■ Input material:
++++++
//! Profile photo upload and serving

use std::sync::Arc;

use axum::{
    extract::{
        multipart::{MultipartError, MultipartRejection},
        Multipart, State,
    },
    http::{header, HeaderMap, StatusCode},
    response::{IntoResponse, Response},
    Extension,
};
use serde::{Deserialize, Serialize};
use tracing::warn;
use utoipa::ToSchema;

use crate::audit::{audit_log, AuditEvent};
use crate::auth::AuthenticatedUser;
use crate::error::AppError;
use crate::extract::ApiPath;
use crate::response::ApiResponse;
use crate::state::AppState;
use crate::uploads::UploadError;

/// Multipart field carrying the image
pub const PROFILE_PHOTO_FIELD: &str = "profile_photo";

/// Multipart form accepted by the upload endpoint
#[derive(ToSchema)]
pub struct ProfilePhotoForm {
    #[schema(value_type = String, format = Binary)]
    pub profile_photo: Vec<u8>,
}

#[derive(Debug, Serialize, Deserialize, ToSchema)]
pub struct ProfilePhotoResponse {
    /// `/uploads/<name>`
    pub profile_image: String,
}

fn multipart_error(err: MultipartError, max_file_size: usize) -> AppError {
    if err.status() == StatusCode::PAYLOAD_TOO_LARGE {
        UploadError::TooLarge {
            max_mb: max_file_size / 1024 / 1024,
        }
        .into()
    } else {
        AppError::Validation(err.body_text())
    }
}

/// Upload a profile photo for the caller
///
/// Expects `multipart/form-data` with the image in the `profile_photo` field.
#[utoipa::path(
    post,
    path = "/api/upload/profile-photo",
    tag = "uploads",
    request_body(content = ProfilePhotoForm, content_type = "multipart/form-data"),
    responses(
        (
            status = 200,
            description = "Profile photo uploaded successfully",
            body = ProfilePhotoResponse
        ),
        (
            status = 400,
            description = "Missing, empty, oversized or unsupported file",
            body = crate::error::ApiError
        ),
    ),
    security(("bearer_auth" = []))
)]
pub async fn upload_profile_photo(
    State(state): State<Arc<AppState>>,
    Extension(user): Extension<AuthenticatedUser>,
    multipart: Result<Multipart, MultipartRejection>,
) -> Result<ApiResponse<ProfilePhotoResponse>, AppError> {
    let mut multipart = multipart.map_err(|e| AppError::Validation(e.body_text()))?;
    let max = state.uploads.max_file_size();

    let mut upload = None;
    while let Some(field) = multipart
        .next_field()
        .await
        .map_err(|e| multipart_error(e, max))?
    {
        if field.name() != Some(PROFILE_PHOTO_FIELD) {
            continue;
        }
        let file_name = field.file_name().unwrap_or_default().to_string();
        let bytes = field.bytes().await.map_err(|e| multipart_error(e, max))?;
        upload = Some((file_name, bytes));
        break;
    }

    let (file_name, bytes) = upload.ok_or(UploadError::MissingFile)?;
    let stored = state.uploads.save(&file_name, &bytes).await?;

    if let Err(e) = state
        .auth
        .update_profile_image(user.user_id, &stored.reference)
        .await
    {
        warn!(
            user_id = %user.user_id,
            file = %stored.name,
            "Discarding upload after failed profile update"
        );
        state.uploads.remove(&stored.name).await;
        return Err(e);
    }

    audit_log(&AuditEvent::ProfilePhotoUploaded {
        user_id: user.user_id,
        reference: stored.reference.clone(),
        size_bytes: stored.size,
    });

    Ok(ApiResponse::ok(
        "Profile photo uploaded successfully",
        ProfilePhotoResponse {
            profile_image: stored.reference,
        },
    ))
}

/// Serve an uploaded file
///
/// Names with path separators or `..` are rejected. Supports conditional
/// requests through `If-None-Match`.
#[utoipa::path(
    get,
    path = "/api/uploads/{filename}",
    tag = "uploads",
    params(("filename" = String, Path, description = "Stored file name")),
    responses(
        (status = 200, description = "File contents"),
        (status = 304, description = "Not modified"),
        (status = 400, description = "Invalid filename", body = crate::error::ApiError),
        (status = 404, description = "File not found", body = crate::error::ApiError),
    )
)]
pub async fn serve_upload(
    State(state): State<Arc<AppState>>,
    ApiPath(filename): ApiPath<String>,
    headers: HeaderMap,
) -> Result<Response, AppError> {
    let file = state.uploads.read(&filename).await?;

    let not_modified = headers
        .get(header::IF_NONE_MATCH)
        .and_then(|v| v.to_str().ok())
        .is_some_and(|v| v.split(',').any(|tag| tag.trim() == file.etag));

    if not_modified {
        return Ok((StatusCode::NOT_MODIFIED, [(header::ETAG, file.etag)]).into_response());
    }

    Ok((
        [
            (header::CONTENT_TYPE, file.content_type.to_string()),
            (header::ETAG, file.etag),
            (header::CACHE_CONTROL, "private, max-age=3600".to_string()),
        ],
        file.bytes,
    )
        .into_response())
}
++++++
■ Exercise objective:
Report every line of the entries that carries the word "etag".

■ Response to the task:
        .is_some_and(|v| v.split(',').any(|tag| tag.trim() == file.etag));
        return Ok((StatusCode::NOT_MODIFIED, [(header::ETAG, file.etag)]).into_response());
            (header::ETAG, file.etag),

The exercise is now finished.